[Opening WORKING DATA section]

/// Errors that can occur during HTML-to-blocks conversion.
#[derive(Debug, thiserror::Error)]
#[non_exhaustive]
pub enum ConvertError {
    /// The tree builder produced no document root.
    #[error("tree construction produced no document")]
    Tree,
}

[Closing WORKING DATA section]

The answer must be every line of the entries that includes the word "document".

## OUTPUT OF THE EXERCISE
    /// The tree builder produced no document root.
    #[error("tree construction produced no document")]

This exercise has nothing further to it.